La ripresa si apre con Makaay al posto di un nervosissimo Overmars (già ammonito, ha commesso un fallo da espulsione diretta su Maniche...). La prima occasione è portoghese al 54’ con un pessimo Pauleta: un rilancio di Ricardo lo trova solo davanti a Van der Sar, ma lui calcia troppo centrale, in bocca al portiere olandese. Allora ci pensa Maniche, che al 58’ realizza il gol più bello dell’Europeo: gran destro a girare dal vertice sinistro dell’area, pallone sul palo e poi in rete.
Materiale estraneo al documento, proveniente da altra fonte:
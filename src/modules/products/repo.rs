//! SQLite persistence for products.
//!
//! Money columns are TEXT so decimals round-trip exactly; image and
//! specification lists are JSON TEXT columns.

use serde_json::json;
use sqlx::sqlite::SqliteRow;
use sqlx::{Row, SqlitePool};
use uuid::Uuid;
use vitrin_db::codec;
use vitrin_http::error::AppError;
use vitrin_kernel::Paginated;

use super::models::Product;

const COLUMNS: &str = "id, title, slug, category_id, mrp, discount, gst_rate, price, \
                       description, images, specifications, created_at, updated_at";

fn map_row(row: &SqliteRow) -> anyhow::Result<Product> {
    let id: String = row.try_get("id")?;
    let category_id: String = row.try_get("category_id")?;
    let mrp: Option<String> = row.try_get("mrp")?;
    let discount: Option<String> = row.try_get("discount")?;
    let gst_rate: String = row.try_get("gst_rate")?;
    let price: Option<String> = row.try_get("price")?;
    let images: String = row.try_get("images")?;
    let specifications: String = row.try_get("specifications")?;
    let created_at: String = row.try_get("created_at")?;
    let updated_at: String = row.try_get("updated_at")?;

    Ok(Product {
        id: codec::parse_uuid(&id)?,
        title: row.try_get("title")?,
        slug: row.try_get("slug")?,
        category_id: codec::parse_uuid(&category_id)?,
        mrp: codec::parse_decimal_opt(mrp.as_deref())?,
        discount: codec::parse_decimal_opt(discount.as_deref())?,
        gst_rate: gst_rate.parse()?,
        price: codec::parse_decimal_opt(price.as_deref())?,
        description: row.try_get("description")?,
        images: codec::parse_json(&images)?,
        specifications: codec::parse_json(&specifications)?,
        created_at: codec::parse_datetime(&created_at)?,
        updated_at: codec::parse_datetime(&updated_at)?,
    })
}

fn map_write_error(err: sqlx::Error) -> AppError {
    if vitrin_db::is_unique_violation(&err) {
        AppError::conflict(
            vec![json!({"field": "slug", "error": "already exists"})],
            "a product with this slug already exists",
        )
    } else if vitrin_db::is_foreign_key_violation(&err) {
        AppError::validation(
            vec![json!({"field": "category_id", "error": "category does not exist"})],
            "product failed validation",
        )
    } else {
        AppError::Internal(err.into())
    }
}

pub async fn insert(pool: &SqlitePool, product: &Product) -> Result<(), AppError> {
    sqlx::query(
        "INSERT INTO products (id, title, slug, category_id, mrp, discount, gst_rate, price, \
         description, images, specifications, created_at, updated_at) \
         VALUES (?, ?, ?, ?, ?, ?, ?, ?, ?, ?, ?, ?, ?)",
    )
    .bind(product.id.to_string())
    .bind(&product.title)
    .bind(&product.slug)
    .bind(product.category_id.to_string())
    .bind(product.mrp.as_ref().map(codec::encode_decimal))
    .bind(product.discount.as_ref().map(codec::encode_decimal))
    .bind(product.gst_rate.as_str())
    .bind(product.price.as_ref().map(codec::encode_decimal))
    .bind(&product.description)
    .bind(codec::encode_json(&product.images)?)
    .bind(codec::encode_json(&product.specifications)?)
    .bind(codec::encode_datetime(&product.created_at))
    .bind(codec::encode_datetime(&product.updated_at))
    .execute(pool)
    .await
    .map_err(map_write_error)?;

    Ok(())
}

pub async fn update(pool: &SqlitePool, product: &Product) -> Result<(), AppError> {
    let result = sqlx::query(
        "UPDATE products SET title = ?, slug = ?, category_id = ?, mrp = ?, discount = ?, \
         gst_rate = ?, price = ?, description = ?, images = ?, specifications = ?, \
         updated_at = ? WHERE id = ?",
    )
    .bind(&product.title)
    .bind(&product.slug)
    .bind(product.category_id.to_string())
    .bind(product.mrp.as_ref().map(codec::encode_decimal))
    .bind(product.discount.as_ref().map(codec::encode_decimal))
    .bind(product.gst_rate.as_str())
    .bind(product.price.as_ref().map(codec::encode_decimal))
    .bind(&product.description)
    .bind(codec::encode_json(&product.images)?)
    .bind(codec::encode_json(&product.specifications)?)
    .bind(codec::encode_datetime(&product.updated_at))
    .bind(product.id.to_string())
    .execute(pool)
    .await
    .map_err(map_write_error)?;

    if result.rows_affected() == 0 {
        return Err(AppError::not_found("product not found"));
    }
    Ok(())
}

pub async fn delete(pool: &SqlitePool, id: Uuid) -> Result<(), AppError> {
    let result = sqlx::query("DELETE FROM products WHERE id = ?")
        .bind(id.to_string())
        .execute(pool)
        .await
        .map_err(|e| AppError::Internal(e.into()))?;

    if result.rows_affected() == 0 {
        return Err(AppError::not_found("product not found"));
    }
    Ok(())
}

/// Newest-first page of products, optionally narrowed to a category
/// slug. An unknown slug yields an empty page rather than an error.
pub async fn list(
    pool: &SqlitePool,
    page: i64,
    limit: i64,
    category_slug: Option<&str>,
) -> Result<Paginated<Product>, AppError> {
    let (total, rows) = match category_slug {
        Some(slug) => {
            let total: i64 = sqlx::query_scalar(
                "SELECT COUNT(*) FROM products WHERE category_id = \
                 (SELECT id FROM categories WHERE slug = ?)",
            )
            .bind(slug)
            .fetch_one(pool)
            .await
            .map_err(|e| AppError::Internal(e.into()))?;

            let rows = sqlx::query(&format!(
                "SELECT {COLUMNS} FROM products WHERE category_id = \
                 (SELECT id FROM categories WHERE slug = ?) \
                 ORDER BY created_at DESC, id DESC LIMIT ? OFFSET ?"
            ))
            .bind(slug)
            .bind(limit)
            .bind((page - 1) * limit)
            .fetch_all(pool)
            .await
            .map_err(|e| AppError::Internal(e.into()))?;

            (total, rows)
        }
        None => {
            let total: i64 = sqlx::query_scalar("SELECT COUNT(*) FROM products")
                .fetch_one(pool)
                .await
                .map_err(|e| AppError::Internal(e.into()))?;

            let rows = sqlx::query(&format!(
                "SELECT {COLUMNS} FROM products \
                 ORDER BY created_at DESC, id DESC LIMIT ? OFFSET ?"
            ))
            .bind(limit)
            .bind((page - 1) * limit)
            .fetch_all(pool)
            .await
            .map_err(|e| AppError::Internal(e.into()))?;

            (total, rows)
        }
    };

    let docs = rows
        .iter()
        .map(map_row)
        .collect::<anyhow::Result<Vec<_>>>()?;

    Ok(Paginated::new(docs, total as u64, page as u64, limit as u64))
}

pub async fn find_by_id(pool: &SqlitePool, id: Uuid) -> Result<Option<Product>, AppError> {
    let row = sqlx::query(&format!("SELECT {COLUMNS} FROM products WHERE id = ?"))
        .bind(id.to_string())
        .fetch_optional(pool)
        .await
        .map_err(|e| AppError::Internal(e.into()))?;

    Ok(row.as_ref().map(map_row).transpose()?)
}

pub async fn find_by_slug(pool: &SqlitePool, slug: &str) -> Result<Option<Product>, AppError> {
    let row = sqlx::query(&format!("SELECT {COLUMNS} FROM products WHERE slug = ?"))
        .bind(slug)
        .fetch_optional(pool)
        .await
        .map_err(|e| AppError::Internal(e.into()))?;

    Ok(row.as_ref().map(map_row).transpose()?)
}
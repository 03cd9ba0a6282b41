use axum::extract::State;
use axum::routing::get;
use axum::{Json, Router};
use chrono::Utc;
use vitrin_http::error::AppError;
use vitrin_kernel::AppState;

use super::models::{CompanySettings, CompanySettingsDraft};
use super::repo;

pub fn router(state: AppState) -> Router {
    Router::new()
        .route("/", get(fetch).put(replace))
        .with_state(state)
}

async fn fetch(State(state): State<AppState>) -> Result<Json<CompanySettings>, AppError> {
    Ok(Json(repo::load(&state.db).await?))
}

async fn replace(
    State(state): State<AppState>,
    Json(draft): Json<CompanySettingsDraft>,
) -> Result<Json<CompanySettings>, AppError> {
    let doc = draft.into_document(Utc::now())?;
    repo::save(&state.db, &doc).await?;
    Ok(Json(doc))
}
//! View models for the storefront templates.
//!
//! Templates receive pre-flattened structs: display strings plus `has_*`
//! flags, so the templates themselves never touch `Option` or money
//! types. Everything here is pure and unit-tested.

use chrono::{Datelike, Utc};

use crate::modules::categories::models::Category;
use crate::modules::company::models::{CompanySettings, SocialPlatform};
use crate::modules::products::models::Product;
use crate::modules::videos::models::Video;
use crate::utils;

/// Layout chrome shared by every page: header, nav and footer content,
/// built from the company settings document on each render.
#[derive(Debug, Clone)]
pub struct SiteChrome {
    pub site_title: String,
    pub gst_no: String,
    pub has_gst_no: bool,
    pub msme_no: String,
    pub has_msme_no: bool,
    pub phones: Vec<String>,
    pub has_phone: bool,
    pub call_href: String,
    pub email: String,
    pub has_email: bool,
    pub address: String,
    pub has_address: bool,
    pub whatsapp_url: String,
    pub has_whatsapp: bool,
    pub maps_link: String,
    pub has_maps_link: bool,
    pub social_links: Vec<SocialLinkView>,
    pub has_socials: bool,
    pub year: i32,
}

#[derive(Debug, Clone)]
pub struct SocialLinkView {
    pub platform: String,
    pub url: String,
}

impl SiteChrome {
    pub fn from_settings(settings: &CompanySettings) -> Self {
        let phone_field = settings.contact.phone.as_deref().unwrap_or("");
        let phones = utils::split_phones(phone_field);
        let whatsapp = utils::whatsapp_link(phone_field);
        let call_href = phones
            .first()
            .map(|p| format!("tel:{p}"))
            .unwrap_or_default();

        Self {
            site_title: settings.site_title.clone(),
            gst_no: settings.gst_no.clone().unwrap_or_default(),
            has_gst_no: settings.gst_no.is_some(),
            msme_no: settings.msme_no.clone().unwrap_or_default(),
            has_msme_no: settings.msme_no.is_some(),
            has_phone: !phones.is_empty(),
            phones,
            call_href,
            email: settings.contact.email.clone().unwrap_or_default(),
            has_email: settings.contact.email.is_some(),
            address: settings.contact.address.clone().unwrap_or_default(),
            has_address: settings.contact.address.is_some(),
            has_whatsapp: whatsapp.is_some(),
            whatsapp_url: whatsapp.unwrap_or_default(),
            maps_link: settings.google_maps_link.clone().unwrap_or_default(),
            has_maps_link: settings.google_maps_link.is_some(),
            has_socials: !settings.social_links.is_empty(),
            social_links: settings
                .social_links
                .iter()
                .map(|link| SocialLinkView {
                    platform: platform_label(link.platform).to_string(),
                    url: link.url.clone(),
                })
                .collect(),
            year: Utc::now().year(),
        }
    }
}

fn platform_label(platform: SocialPlatform) -> &'static str {
    match platform {
        SocialPlatform::Facebook => "Facebook",
        SocialPlatform::YouTube => "YouTube",
        SocialPlatform::Instagram => "Instagram",
    }
}

/// Product card for grids on the home and catalog pages.
#[derive(Debug, Clone)]
pub struct ProductCardView {
    pub title: String,
    pub slug: String,
    pub category_name: String,
    pub has_category: bool,
    pub price_display: String,
    pub has_price: bool,
    pub image_url: String,
    pub image_alt: String,
    pub has_image: bool,
}

impl ProductCardView {
    pub fn build(product: &Product, categories: &[Category]) -> Self {
        let category_name = categories
            .iter()
            .find(|c| c.id == product.category_id)
            .map(|c| c.name.clone());
        let first_image = product.images.first();

        Self {
            title: product.title.clone(),
            slug: product.slug.clone(),
            has_category: category_name.is_some(),
            category_name: category_name.unwrap_or_default(),
            price_display: product
                .price
                .map(|p| format!("₹{}", utils::format_inr(p)))
                .unwrap_or_default(),
            has_price: product.price.is_some(),
            image_url: first_image.map(|i| i.url.clone()).unwrap_or_default(),
            image_alt: first_image
                .and_then(|i| i.alt.clone())
                .unwrap_or_else(|| product.title.clone()),
            has_image: first_image.is_some(),
        }
    }
}

#[derive(Debug, Clone)]
pub struct ImageView {
    pub url: String,
    pub alt: String,
}

#[derive(Debug, Clone)]
pub struct SpecView {
    pub label: String,
    pub value: String,
}

/// Full product view for the detail page.
#[derive(Debug, Clone)]
pub struct ProductDetailView {
    pub title: String,
    pub category_name: String,
    pub category_slug: String,
    pub has_category: bool,
    pub price_display: String,
    pub has_price: bool,
    pub mrp_display: String,
    pub show_mrp: bool,
    pub discount_display: String,
    pub show_discount: bool,
    pub gst_note: String,
    pub description: String,
    pub main_image: ImageView,
    pub has_images: bool,
    pub images: Vec<ImageView>,
    pub has_gallery: bool,
    pub specifications: Vec<SpecView>,
    pub has_specifications: bool,
}

impl ProductDetailView {
    pub fn build(product: &Product, category: Option<&Category>) -> Self {
        // The strike-through MRP and discount badge only make sense
        // when an actual markdown happened.
        let discounted = product.price.is_some()
            && product
                .discount
                .map(|d| d > rust_decimal::Decimal::ZERO)
                .unwrap_or(false);

        Self {
            title: product.title.clone(),
            category_name: category.map(|c| c.name.clone()).unwrap_or_default(),
            category_slug: category.map(|c| c.slug.clone()).unwrap_or_default(),
            has_category: category.is_some(),
            price_display: product
                .price
                .map(|p| format!("₹{}", utils::format_inr(p)))
                .unwrap_or_default(),
            has_price: product.price.is_some(),
            mrp_display: product
                .mrp
                .map(|m| format!("₹{}", utils::format_inr(m)))
                .unwrap_or_default(),
            show_mrp: discounted && product.mrp.is_some(),
            discount_display: product
                .discount
                .map(|d| format!("{d}% off"))
                .unwrap_or_default(),
            show_discount: discounted,
            gst_note: format!("Incl. {}% GST", product.gst_rate),
            description: product.description.clone(),
            main_image: ImageView {
                url: product
                    .images
                    .first()
                    .map(|i| i.url.clone())
                    .unwrap_or_default(),
                alt: product
                    .images
                    .first()
                    .and_then(|i| i.alt.clone())
                    .unwrap_or_else(|| product.title.clone()),
            },
            has_images: !product.images.is_empty(),
            has_gallery: product.images.len() > 1,
            images: product
                .images
                .iter()
                .map(|i| ImageView {
                    url: i.url.clone(),
                    alt: i.alt.clone().unwrap_or_else(|| product.title.clone()),
                })
                .collect(),
            has_specifications: !product.specifications.is_empty(),
            specifications: product
                .specifications
                .iter()
                .map(|s| SpecView {
                    label: s.label.clone(),
                    value: s.value.clone(),
                })
                .collect(),
        }
    }
}

/// Category chip on the catalog page filter row.
#[derive(Debug, Clone)]
pub struct CategoryChipView {
    pub name: String,
    pub slug: String,
    pub active: bool,
}

pub fn category_chips(categories: &[Category], selected: Option<&str>) -> Vec<CategoryChipView> {
    categories
        .iter()
        .map(|c| CategoryChipView {
            name: c.name.clone(),
            slug: c.slug.clone(),
            active: selected == Some(c.slug.as_str()),
        })
        .collect()
}

/// Category card on the home page strip.
#[derive(Debug, Clone)]
pub struct CategoryCardView {
    pub name: String,
    pub slug: String,
    pub image_url: String,
    pub has_image: bool,
}

impl CategoryCardView {
    pub fn build(category: &Category) -> Self {
        Self {
            name: category.name.clone(),
            slug: category.slug.clone(),
            image_url: category.image_url.clone().unwrap_or_default(),
            has_image: category.image_url.is_some(),
        }
    }
}

/// Video card with a thumbnail derived from the watch URL.
#[derive(Debug, Clone)]
pub struct VideoCardView {
    pub title: String,
    pub url: String,
    pub description: String,
    pub has_description: bool,
    pub thumbnail_url: String,
    pub has_thumbnail: bool,
}

impl VideoCardView {
    pub fn build(video: &Video) -> Self {
        let thumbnail = utils::youtube_id(&video.url).map(|id| utils::youtube_thumbnail(&id));

        Self {
            title: video.title.clone(),
            url: video.url.clone(),
            description: video.description.clone().unwrap_or_default(),
            has_description: video.description.is_some(),
            has_thumbnail: thumbnail.is_some(),
            thumbnail_url: thumbnail.unwrap_or_default(),
        }
    }
}

/// Numbered pagination link on the catalog page.
#[derive(Debug, Clone)]
pub struct PageLinkView {
    pub number: u64,
    pub href: String,
    pub current: bool,
}

/// Enumerate pagination links, carrying the category filter through.
/// A single page needs no links at all.
pub fn page_links(current: u64, total_pages: u64, category: Option<&str>) -> Vec<PageLinkView> {
    if total_pages <= 1 {
        return Vec::new();
    }
    (1..=total_pages)
        .map(|number| {
            let href = match category {
                Some(slug) => format!("/products?category={slug}&page={number}"),
                None => format!("/products?page={number}"),
            };
            PageLinkView {
                number,
                href,
                current: number == current,
            }
        })
        .collect()
}

#[cfg(test)]
mod tests {
    use super::*;
    use crate::modules::company::models::{ContactInfo, SocialLink};
    use crate::modules::products::models::ProductDraft;
    use uuid::Uuid;

    fn product(mrp: Option<&str>, discount: Option<&str>) -> Product {
        let draft: ProductDraft = serde_json::from_value(serde_json::json!({
            "title": "HT Panel",
            "category_id": Uuid::now_v7(),
            "description": "11kV switchboard",
            "mrp": mrp,
            "discount": discount,
        }))
        .unwrap();
        draft.into_document(Utc::now()).unwrap()
    }

    #[test]
    fn test_chrome_from_default_settings() {
        let chrome = SiteChrome::from_settings(&CompanySettings::default());
        assert_eq!(chrome.site_title, "Demo Electricals");
        assert!(!chrome.has_phone);
        assert!(!chrome.has_whatsapp);
        assert!(chrome.social_links.is_empty());
    }

    #[test]
    fn test_chrome_contact_block() {
        let settings = CompanySettings {
            contact: ContactInfo {
                phone: Some("+91 98765-43210, +91 11 2345 6789".to_string()),
                email: Some("sales@example.com".to_string()),
                address: None,
            },
            social_links: vec![SocialLink {
                platform: SocialPlatform::YouTube,
                url: "https://youtube.com/@demo".to_string(),
            }],
            ..Default::default()
        };
        let chrome = SiteChrome::from_settings(&settings);
        assert_eq!(chrome.phones.len(), 2);
        assert_eq!(chrome.call_href, "tel:+91 98765-43210");
        assert_eq!(chrome.whatsapp_url, "https://wa.me/919876543210");
        assert_eq!(chrome.social_links[0].platform, "YouTube");
    }

    #[test]
    fn test_product_card_price_display() {
        let card = ProductCardView::build(&product(Some("1000"), Some("10")), &[]);
        assert!(card.has_price);
        assert_eq!(card.price_display, "₹1,062.00");
        assert!(!card.has_category);
        assert!(!card.has_image);
    }

    #[test]
    fn test_product_card_without_price() {
        let card = ProductCardView::build(&product(None, None), &[]);
        assert!(!card.has_price);
        assert_eq!(card.price_display, "");
    }

    #[test]
    fn test_detail_view_discount_badges() {
        let view = ProductDetailView::build(&product(Some("1000"), Some("10")), None);
        assert!(view.show_mrp);
        assert_eq!(view.mrp_display, "₹1,000.00");
        assert_eq!(view.discount_display, "10% off");
        assert_eq!(view.gst_note, "Incl. 18% GST");

        let undiscounted = ProductDetailView::build(&product(Some("1000"), None), None);
        assert!(!undiscounted.show_mrp);
        assert!(!undiscounted.show_discount);
        assert!(undiscounted.has_price);
    }

    #[test]
    fn test_video_card_thumbnail() {
        let video = Video {
            id: Uuid::now_v7(),
            title: "Factory tour".to_string(),
            url: "https://youtu.be/dQw4w9WgXcQ".to_string(),
            description: None,
            created_at: Utc::now(),
            updated_at: Utc::now(),
        };
        let card = VideoCardView::build(&video);
        assert!(card.has_thumbnail);
        assert_eq!(
            card.thumbnail_url,
            "https://img.youtube.com/vi/dQw4w9WgXcQ/hqdefault.jpg"
        );
    }

    #[test]
    fn test_page_links() {
        assert!(page_links(1, 1, None).is_empty());

        let links = page_links(2, 3, Some("panels"));
        assert_eq!(links.len(), 3);
        assert_eq!(links[0].href, "/products?category=panels&page=1");
        assert!(links[1].current);
        assert!(!links[2].current);

        let plain = page_links(1, 2, None);
        assert_eq!(plain[1].href, "/products?page=2");
    }
}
La gioia portoghese dura poco. 5’ dopo infatti la partita si riapre, perché Jorge Andrade, per anticipare Van Nistelrooy, devia in scivolata un cross di Van Bronckhorst, il pallone si impenna e supera Ricardo. Il Portogallo all’improvviso ha paura, l’Olanda si butta tutta in avanti, lasciando ampi spazi nei quali resta a vigilare un monumentale Stam. Gli orange premono ma non creano grandi occasioni, mentre i portoghesi in contropiede vanno vicini al 3-1 con Maniche. Gli ultimi minuti sono di fuoco: l’Olanda ha le torri davanti (sono entrati Van der Vaart e soprattutto Van Hooijdonk), il Portogallo tiene il fiato sospeso per una punizione dello specialista Van Hooijdonk che al 93’ si infrange sulla barriera, spera con Deco che all’ultimo secondo si mangia un altro gol davanti a Van der Sar e infine esulta al fischio che è davvero “finale”. La storia è scritta.